WHAT YOU SHOULD DO: Only the number is wanted: count the lines in the data with "Result" in them.

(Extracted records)
════════
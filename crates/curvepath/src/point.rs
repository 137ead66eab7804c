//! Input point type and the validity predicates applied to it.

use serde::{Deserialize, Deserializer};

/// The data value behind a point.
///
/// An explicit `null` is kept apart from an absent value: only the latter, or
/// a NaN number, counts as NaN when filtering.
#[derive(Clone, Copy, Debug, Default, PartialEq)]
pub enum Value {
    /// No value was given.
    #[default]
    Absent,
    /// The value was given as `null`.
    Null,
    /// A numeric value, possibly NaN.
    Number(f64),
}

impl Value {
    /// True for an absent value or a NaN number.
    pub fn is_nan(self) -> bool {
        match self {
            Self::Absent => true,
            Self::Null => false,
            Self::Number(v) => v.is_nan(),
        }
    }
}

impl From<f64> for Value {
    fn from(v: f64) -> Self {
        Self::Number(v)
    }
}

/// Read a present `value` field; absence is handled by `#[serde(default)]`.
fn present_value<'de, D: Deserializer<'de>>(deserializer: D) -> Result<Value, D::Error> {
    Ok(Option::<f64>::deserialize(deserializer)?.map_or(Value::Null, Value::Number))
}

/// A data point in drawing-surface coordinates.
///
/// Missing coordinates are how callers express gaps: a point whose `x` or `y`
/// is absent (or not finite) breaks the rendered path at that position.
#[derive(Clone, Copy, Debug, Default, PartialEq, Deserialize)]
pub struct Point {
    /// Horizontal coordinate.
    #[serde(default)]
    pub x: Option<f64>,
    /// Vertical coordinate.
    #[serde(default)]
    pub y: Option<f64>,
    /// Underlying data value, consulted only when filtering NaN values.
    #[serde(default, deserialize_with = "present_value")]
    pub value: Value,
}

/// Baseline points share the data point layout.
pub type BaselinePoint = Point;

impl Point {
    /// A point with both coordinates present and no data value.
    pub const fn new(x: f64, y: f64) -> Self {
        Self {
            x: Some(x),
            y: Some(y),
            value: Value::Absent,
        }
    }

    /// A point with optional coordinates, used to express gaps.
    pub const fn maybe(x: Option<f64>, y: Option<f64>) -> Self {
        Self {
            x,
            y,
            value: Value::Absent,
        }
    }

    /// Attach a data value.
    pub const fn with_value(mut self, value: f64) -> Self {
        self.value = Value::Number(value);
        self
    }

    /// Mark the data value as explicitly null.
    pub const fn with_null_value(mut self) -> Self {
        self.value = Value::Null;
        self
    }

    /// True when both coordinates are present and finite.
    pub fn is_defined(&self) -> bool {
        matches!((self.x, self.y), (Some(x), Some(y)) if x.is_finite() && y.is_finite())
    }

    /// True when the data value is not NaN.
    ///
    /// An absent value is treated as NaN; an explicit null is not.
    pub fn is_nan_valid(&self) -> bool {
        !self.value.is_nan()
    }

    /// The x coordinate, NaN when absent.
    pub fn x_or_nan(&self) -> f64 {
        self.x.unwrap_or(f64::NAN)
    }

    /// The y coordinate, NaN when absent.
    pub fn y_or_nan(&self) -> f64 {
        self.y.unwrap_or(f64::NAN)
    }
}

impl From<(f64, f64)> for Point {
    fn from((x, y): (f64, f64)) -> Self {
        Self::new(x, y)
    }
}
════════
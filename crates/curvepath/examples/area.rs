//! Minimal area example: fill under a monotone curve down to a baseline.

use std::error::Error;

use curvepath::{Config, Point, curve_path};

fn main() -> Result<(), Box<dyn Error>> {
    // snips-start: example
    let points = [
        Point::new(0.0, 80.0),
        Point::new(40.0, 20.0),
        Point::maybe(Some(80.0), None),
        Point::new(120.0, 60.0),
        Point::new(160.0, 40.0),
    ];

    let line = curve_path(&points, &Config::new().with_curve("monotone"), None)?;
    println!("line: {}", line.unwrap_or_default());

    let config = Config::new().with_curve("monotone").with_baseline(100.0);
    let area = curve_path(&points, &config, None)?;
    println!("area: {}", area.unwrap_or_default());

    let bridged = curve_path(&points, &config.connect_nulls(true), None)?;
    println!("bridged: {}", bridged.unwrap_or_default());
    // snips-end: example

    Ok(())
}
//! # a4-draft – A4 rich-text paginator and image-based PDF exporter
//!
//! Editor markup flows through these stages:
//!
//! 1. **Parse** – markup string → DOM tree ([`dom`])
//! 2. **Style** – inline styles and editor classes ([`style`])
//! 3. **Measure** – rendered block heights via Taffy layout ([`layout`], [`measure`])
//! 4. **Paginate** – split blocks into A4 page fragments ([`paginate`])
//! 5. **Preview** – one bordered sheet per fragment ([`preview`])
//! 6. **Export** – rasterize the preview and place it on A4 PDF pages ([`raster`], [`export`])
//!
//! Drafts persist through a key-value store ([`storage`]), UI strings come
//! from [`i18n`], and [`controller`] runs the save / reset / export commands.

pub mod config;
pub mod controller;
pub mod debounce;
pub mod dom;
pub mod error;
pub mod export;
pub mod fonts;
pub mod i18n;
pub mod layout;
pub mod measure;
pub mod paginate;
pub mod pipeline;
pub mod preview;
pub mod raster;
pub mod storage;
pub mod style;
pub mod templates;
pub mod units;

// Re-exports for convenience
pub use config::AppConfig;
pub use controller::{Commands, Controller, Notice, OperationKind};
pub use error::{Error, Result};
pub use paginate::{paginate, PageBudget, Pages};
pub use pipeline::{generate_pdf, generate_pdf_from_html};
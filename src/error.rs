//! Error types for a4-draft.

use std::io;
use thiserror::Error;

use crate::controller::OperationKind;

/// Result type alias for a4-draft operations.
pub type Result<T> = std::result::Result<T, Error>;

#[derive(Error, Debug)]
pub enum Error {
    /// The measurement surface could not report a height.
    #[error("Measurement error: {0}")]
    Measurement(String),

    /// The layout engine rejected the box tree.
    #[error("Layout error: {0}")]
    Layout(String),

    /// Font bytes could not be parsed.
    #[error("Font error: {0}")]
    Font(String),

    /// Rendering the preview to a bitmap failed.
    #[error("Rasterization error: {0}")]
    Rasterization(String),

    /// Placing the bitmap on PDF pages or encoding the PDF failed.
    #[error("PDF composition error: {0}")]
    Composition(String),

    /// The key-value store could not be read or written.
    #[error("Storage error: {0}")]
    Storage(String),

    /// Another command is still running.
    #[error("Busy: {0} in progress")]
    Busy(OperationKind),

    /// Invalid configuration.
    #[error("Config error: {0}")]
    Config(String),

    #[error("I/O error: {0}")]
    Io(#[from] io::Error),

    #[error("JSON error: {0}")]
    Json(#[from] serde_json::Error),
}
════════
YOUR RESPONSE: 5